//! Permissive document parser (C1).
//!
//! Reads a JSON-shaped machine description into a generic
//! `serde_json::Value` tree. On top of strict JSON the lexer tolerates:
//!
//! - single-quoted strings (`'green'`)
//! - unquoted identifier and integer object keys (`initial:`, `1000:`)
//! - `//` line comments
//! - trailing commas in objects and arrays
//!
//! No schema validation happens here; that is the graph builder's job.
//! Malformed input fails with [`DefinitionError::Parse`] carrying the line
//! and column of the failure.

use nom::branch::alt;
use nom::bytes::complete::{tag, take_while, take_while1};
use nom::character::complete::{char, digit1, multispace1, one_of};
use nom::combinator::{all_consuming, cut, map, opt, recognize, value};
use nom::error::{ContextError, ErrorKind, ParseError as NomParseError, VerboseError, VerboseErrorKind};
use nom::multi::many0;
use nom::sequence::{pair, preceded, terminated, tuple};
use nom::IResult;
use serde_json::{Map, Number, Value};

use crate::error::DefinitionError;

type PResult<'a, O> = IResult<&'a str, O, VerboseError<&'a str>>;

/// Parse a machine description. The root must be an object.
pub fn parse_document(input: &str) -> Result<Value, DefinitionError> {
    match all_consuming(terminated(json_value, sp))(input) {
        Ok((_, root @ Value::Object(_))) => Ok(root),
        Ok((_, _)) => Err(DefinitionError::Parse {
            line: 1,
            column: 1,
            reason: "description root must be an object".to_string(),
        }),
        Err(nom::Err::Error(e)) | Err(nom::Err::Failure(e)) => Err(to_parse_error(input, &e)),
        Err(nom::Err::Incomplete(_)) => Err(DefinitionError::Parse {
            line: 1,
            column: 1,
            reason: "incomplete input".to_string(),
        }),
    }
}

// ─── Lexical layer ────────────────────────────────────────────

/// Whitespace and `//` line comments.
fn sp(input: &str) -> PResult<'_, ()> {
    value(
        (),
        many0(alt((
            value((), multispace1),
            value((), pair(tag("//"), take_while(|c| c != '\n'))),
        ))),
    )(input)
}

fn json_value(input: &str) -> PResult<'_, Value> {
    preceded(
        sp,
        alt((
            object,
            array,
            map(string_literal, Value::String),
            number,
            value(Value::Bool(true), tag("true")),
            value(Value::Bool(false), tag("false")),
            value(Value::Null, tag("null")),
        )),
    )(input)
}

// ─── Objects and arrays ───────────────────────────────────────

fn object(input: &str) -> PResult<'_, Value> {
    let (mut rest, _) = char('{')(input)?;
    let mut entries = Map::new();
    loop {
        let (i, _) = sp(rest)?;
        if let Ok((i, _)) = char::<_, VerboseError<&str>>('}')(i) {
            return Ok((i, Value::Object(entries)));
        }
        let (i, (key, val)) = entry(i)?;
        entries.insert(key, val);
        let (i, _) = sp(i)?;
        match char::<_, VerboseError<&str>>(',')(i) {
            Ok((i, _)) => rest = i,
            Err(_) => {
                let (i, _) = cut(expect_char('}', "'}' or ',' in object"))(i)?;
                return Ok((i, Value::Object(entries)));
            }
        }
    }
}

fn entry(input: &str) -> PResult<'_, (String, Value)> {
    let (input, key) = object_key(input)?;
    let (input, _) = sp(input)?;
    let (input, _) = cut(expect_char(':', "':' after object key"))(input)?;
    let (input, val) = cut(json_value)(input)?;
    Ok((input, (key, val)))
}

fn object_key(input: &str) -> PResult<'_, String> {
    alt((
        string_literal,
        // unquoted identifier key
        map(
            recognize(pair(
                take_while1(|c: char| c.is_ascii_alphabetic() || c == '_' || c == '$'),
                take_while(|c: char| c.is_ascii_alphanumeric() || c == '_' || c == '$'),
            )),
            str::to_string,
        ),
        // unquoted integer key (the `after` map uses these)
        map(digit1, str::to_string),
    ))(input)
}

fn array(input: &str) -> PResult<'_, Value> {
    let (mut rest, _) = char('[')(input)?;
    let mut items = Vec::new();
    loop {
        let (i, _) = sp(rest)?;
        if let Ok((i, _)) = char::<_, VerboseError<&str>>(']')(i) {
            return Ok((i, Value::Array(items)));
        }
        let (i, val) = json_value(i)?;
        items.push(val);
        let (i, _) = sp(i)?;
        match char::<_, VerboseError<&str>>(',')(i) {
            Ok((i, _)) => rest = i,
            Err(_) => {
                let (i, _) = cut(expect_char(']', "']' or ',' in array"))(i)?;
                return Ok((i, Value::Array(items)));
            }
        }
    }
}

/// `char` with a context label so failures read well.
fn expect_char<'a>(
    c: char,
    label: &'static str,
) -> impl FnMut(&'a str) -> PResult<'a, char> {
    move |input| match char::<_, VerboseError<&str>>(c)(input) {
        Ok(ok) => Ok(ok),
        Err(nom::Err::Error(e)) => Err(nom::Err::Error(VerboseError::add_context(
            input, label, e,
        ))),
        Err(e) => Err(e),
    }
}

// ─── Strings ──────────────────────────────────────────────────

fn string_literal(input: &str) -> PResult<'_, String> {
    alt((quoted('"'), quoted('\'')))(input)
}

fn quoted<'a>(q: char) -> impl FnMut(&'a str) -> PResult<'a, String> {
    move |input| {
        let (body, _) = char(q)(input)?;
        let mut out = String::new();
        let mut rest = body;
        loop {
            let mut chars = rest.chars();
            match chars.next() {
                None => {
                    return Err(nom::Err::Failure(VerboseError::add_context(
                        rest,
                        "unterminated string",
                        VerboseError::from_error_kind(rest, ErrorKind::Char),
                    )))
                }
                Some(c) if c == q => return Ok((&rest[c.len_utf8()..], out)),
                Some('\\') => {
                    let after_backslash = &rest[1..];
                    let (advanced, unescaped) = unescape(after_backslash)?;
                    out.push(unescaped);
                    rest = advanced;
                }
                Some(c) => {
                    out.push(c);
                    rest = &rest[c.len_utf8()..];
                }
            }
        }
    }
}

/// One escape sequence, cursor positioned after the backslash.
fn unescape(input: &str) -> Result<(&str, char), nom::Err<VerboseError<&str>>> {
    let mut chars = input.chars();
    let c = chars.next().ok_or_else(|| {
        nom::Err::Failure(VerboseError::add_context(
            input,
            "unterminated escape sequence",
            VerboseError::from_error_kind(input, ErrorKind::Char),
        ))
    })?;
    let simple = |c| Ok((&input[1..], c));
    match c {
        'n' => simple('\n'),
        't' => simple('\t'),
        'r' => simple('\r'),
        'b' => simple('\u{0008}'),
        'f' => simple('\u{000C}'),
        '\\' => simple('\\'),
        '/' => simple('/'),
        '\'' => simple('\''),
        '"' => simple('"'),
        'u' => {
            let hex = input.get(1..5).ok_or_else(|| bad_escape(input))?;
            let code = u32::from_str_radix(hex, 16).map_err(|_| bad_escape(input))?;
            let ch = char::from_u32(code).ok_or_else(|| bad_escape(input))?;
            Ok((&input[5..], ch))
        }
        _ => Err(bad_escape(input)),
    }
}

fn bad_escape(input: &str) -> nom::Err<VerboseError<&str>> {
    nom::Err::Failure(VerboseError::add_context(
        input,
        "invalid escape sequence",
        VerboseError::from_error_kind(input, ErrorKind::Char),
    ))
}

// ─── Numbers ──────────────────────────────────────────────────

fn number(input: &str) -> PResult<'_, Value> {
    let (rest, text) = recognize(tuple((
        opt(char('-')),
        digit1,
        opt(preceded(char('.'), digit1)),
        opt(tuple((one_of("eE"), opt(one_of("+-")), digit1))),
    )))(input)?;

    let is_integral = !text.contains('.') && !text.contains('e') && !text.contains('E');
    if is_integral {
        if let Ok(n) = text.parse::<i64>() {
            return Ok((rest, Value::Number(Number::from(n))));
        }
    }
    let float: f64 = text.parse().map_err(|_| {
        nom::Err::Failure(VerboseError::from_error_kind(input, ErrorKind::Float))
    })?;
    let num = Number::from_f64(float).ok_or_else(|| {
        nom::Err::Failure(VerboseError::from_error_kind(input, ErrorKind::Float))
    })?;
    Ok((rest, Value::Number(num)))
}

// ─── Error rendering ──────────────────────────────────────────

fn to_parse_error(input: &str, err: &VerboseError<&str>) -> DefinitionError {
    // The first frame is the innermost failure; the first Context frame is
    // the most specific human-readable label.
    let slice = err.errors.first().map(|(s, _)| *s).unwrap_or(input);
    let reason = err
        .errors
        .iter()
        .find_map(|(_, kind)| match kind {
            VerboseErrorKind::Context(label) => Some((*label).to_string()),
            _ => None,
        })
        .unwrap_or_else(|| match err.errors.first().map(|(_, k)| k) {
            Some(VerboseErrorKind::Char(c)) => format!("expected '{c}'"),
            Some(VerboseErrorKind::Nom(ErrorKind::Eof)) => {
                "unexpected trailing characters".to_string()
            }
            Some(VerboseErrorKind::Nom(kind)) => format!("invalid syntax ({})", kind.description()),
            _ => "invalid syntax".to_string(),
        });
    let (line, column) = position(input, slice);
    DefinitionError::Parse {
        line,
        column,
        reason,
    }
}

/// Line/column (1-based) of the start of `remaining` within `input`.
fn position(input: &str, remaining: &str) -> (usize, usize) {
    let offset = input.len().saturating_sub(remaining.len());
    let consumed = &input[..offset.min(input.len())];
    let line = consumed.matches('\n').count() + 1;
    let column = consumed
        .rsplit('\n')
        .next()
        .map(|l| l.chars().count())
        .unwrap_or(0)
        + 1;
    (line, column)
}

----------

◆ EXERCISE GOAL ◆
Would you show all lines of the material above that contain the word "tuple"?

◆ ANSWER SECTION ◆
use nom::sequence::{pair, preceded, terminated, tuple};
    let (rest, text) = recognize(tuple((
        opt(tuple((one_of("eE"), opt(one_of("+-")), digit1))),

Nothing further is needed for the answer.